Repeat each entry in the data, exactly.

** Opening Information block **

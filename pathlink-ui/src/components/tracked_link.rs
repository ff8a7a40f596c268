//! Router link that records the current path on each render

use crate::route_log::{log_current_path, RouteLogConfig};
use crate::route_path::current_path;
use dioxus::prelude::*;

/// Router `Link` to `to`, wrapping `children` unchanged.
///
/// Each render reads the current route path and logs it together with the
/// destination, subject to [`RouteLogConfig`]. Must be rendered under a
/// `Router`.
#[component]
pub fn TrackedLink(
    /// Destination, forwarded to the router as-is
    #[props(into)]
    to: String,
    children: Element,
) -> Element {
    let config = try_consume_context::<RouteLogConfig>().unwrap_or_default();
    log_current_path(config, &current_path(), &to);

    rsx! {
        Link { to, {children} }
    }
}
//! Helpers for rendering routed components and capturing link events in tests

use crate::route_log::ROUTE_LOG_TARGET;
use dioxus::prelude::*;
use dioxus_history::{History, MemoryHistory};
use std::fmt;
use std::rc::Rc;
use std::sync::{Arc, Mutex};
use tracing::field::{Field, Visit};
use tracing::{Event, Subscriber};
use tracing_subscriber::layer::{Context, Layer, SubscriberExt};
use tracing_subscriber::Registry;

/// One link render event, as recorded under `ROUTE_LOG_TARGET`
#[derive(Clone, Debug, Default, PartialEq, Eq)]
pub struct RouteEvent {
    /// Route path the link was rendered under
    pub path: String,
    /// Destination the link points to
    pub to: String,
}

#[derive(Clone, Default)]
struct RouteEventLayer {
    events: Arc<Mutex<Vec<RouteEvent>>>,
}

impl<S: Subscriber> Layer<S> for RouteEventLayer {
    fn on_event(&self, event: &Event<'_>, _ctx: Context<'_, S>) {
        if event.metadata().target() != ROUTE_LOG_TARGET {
            return;
        }
        let mut recorded = RouteEvent::default();
        event.record(&mut recorded);
        if let Ok(mut events) = self.events.lock() {
            events.push(recorded);
        }
    }
}

impl Visit for RouteEvent {
    fn record_str(&mut self, field: &Field, value: &str) {
        match field.name() {
            "path" => self.path = value.to_string(),
            "to" => self.to = value.to_string(),
            _ => {}
        }
    }

    fn record_debug(&mut self, field: &Field, value: &dyn fmt::Debug) {
        self.record_str(field, &format!("{value:?}"));
    }
}

/// Run `f` with a subscriber that records every link render event.
pub fn capture_route_events<T>(f: impl FnOnce() -> T) -> (T, Vec<RouteEvent>) {
    let layer = RouteEventLayer::default();
    let events = layer.events.clone();
    let subscriber = Registry::default().with(layer);

    let out = tracing::subscriber::with_default(subscriber, f);
    let events = events.lock().map(|e| e.clone()).unwrap_or_default();
    (out, events)
}

/// Server-side renders a component tree with an in-memory history.
pub struct RouteHarness {
    dom: VirtualDom,
}

impl RouteHarness {
    /// `root` must mount a `Router`; `path` is the initial location.
    pub fn new(root: fn() -> Element, path: &str) -> Self {
        let dom = VirtualDom::new(root);
        dom.provide_root_context(Rc::new(MemoryHistory::with_initial_path(path)) as Rc<dyn History>);
        Self { dom }
    }

    pub fn with_context<T: Clone + 'static>(self, value: T) -> Self {
        self.dom.provide_root_context(value);
        self
    }

    /// Initial build of the tree.
    pub fn rebuild(&mut self) {
        self.dom.rebuild_in_place();
    }

    /// Run `f` inside the runtime (e.g. to write a signal), then re-render
    /// whatever it dirtied.
    pub fn update(&mut self, f: impl FnOnce()) {
        self.dom.in_runtime(f);
        self.dom.render_immediate_to_vec();
    }

    pub fn html(&self) -> String {
        dioxus_ssr::render(&self.dom)
    }

    pub fn render(mut self) -> String {
        self.rebuild();
        self.html()
    }
}
//! Current route path lookup

use dioxus::prelude::*;

/// Path portion of a route string, without query or fragment.
pub fn path_of(route: &str) -> &str {
    let end = route.find(['?', '#']).unwrap_or(route.len());
    match &route[..end] {
        "" => "/",
        path => path,
    }
}

/// Path of the active route. Must be called under a `Router`.
pub fn current_path() -> String {
    path_of(&router().full_route_string()).to_string()
}

#[cfg(test)]
mod tests {
    use super::*;

    #[test]
    fn plain_path_unchanged() {
        assert_eq!(path_of("/album/42"), "/album/42");
    }

    #[test]
    fn strips_query_and_fragment() {
        assert_eq!(path_of("/search?q=abc"), "/search");
        assert_eq!(path_of("/docs#install"), "/docs");
        assert_eq!(path_of("/docs#a?b"), "/docs");
    }

    #[test]
    fn empty_path_is_root() {
        assert_eq!(path_of(""), "/");
        assert_eq!(path_of("?q=1"), "/");
    }
}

** Closing Information block **

- **Response**:
filename pathlink-ui/src/components/tracked_link.rs
repository ff8a7a40f596c268
//! Router link that records the current path on each render

use crate::route_log::{log_current_path, RouteLogConfig};
use crate::route_path::current_path;
use dioxus::prelude::*;

/// Router `Link` to `to`, wrapping `children` unchanged.
///
/// Each render reads the current route path and logs it together with the
/// destination, subject to [`RouteLogConfig`]. Must be rendered under a
/// `Router`.
#[component]
pub fn TrackedLink(
    /// Destination, forwarded to the router as-is
    #[props(into)]
    to: String,
    children: Element,
) -> Element {
    let config = try_consume_context::<RouteLogConfig>().unwrap_or_default();
    log_current_path(config, &current_path(), &to);

    rsx! {
        Link { to, {children} }
    }
}
//! Helpers for rendering routed components and capturing link events in tests

use crate::route_log::ROUTE_LOG_TARGET;
use dioxus::prelude::*;
use dioxus_history::{History, MemoryHistory};
use std::fmt;
use std::rc::Rc;
use std::sync::{Arc, Mutex};
use tracing::field::{Field, Visit};
use tracing::{Event, Subscriber};
use tracing_subscriber::layer::{Context, Layer, SubscriberExt};
use tracing_subscriber::Registry;

/// One link render event, as recorded under `ROUTE_LOG_TARGET`
#[derive(Clone, Debug, Default, PartialEq, Eq)]
pub struct RouteEvent {
    /// Route path the link was rendered under
    pub path: String,
    /// Destination the link points to
    pub to: String,
}

#[derive(Clone, Default)]
struct RouteEventLayer {
    events: Arc<Mutex<Vec<RouteEvent>>>,
}

impl<S: Subscriber> Layer<S> for RouteEventLayer {
    fn on_event(&self, event: &Event<'_>, _ctx: Context<'_, S>) {
        if event.metadata().target() != ROUTE_LOG_TARGET {
            return;
        }
        let mut recorded = RouteEvent::default();
        event.record(&mut recorded);
        if let Ok(mut events) = self.events.lock() {
            events.push(recorded);
        }
    }
}

impl Visit for RouteEvent {
    fn record_str(&mut self, field: &Field, value: &str) {
        match field.name() {
            "path" => self.path = value.to_string(),
            "to" => self.to = value.to_string(),
            _ => {}
        }
    }

    fn record_debug(&mut self, field: &Field, value: &dyn fmt::Debug) {
        self.record_str(field, &format!("{value:?}"));
    }
}

/// Run `f` with a subscriber that records every link render event.
pub fn capture_route_events<T>(f: impl FnOnce() -> T) -> (T, Vec<RouteEvent>) {
    let layer = RouteEventLayer::default();
    let events = layer.events.clone();
    let subscriber = Registry::default().with(layer);

    let out = tracing::subscriber::with_default(subscriber, f);
    let events = events.lock().map(|e| e.clone()).unwrap_or_default();
    (out, events)
}

/// Server-side renders a component tree with an in-memory history.
pub struct RouteHarness {
    dom: VirtualDom,
}

impl RouteHarness {
    /// `root` must mount a `Router`; `path` is the initial location.
    pub fn new(root: fn() -> Element, path: &str) -> Self {
        let dom = VirtualDom::new(root);
        dom.provide_root_context(Rc::new(MemoryHistory::with_initial_path(path)) as Rc<dyn History>);
        Self { dom }
    }

    pub fn with_context<T: Clone + 'static>(self, value: T) -> Self {
        self.dom.provide_root_context(value);
        self
    }

    /// Initial build of the tree.
    pub fn rebuild(&mut self) {
        self.dom.rebuild_in_place();
    }

    /// Run `f` inside the runtime (e.g. to write a signal), then re-render
    /// whatever it dirtied.
    pub fn update(&mut self, f: impl FnOnce()) {
        self.dom.in_runtime(f);
        self.dom.render_immediate_to_vec();
    }

    pub fn html(&self) -> String {
        dioxus_ssr::render(&self.dom)
    }

    pub fn render(mut self) -> String {
        self.rebuild();
        self.html()
    }
}
//! Current route path lookup

use dioxus::prelude::*;

/// Path portion of a route string, without query or fragment.
pub fn path_of(route: &str) -> &str {
    let end = route.find(['?', '#']).unwrap_or(route.len());
    match &route[..end] {
        "" => "/",
        path => path,
    }
}

/// Path of the active route. Must be called under a `Router`.
pub fn current_path() -> String {
    path_of(&router().full_route_string()).to_string()
}

#[cfg(test)]
mod tests {
    use super::*;

    #[test]
    fn plain_path_unchanged() {
        assert_eq!(path_of("/album/42"), "/album/42");
    }

    #[test]
    fn strips_query_and_fragment() {
        assert_eq!(path_of("/search?q=abc"), "/search");
        assert_eq!(path_of("/docs#install"), "/docs");
        assert_eq!(path_of("/docs#a?b"), "/docs");
    }

    #[test]
    fn empty_path_is_root() {
        assert_eq!(path_of(""), "/");
        assert_eq!(path_of("?q=1"), "/");
    }
}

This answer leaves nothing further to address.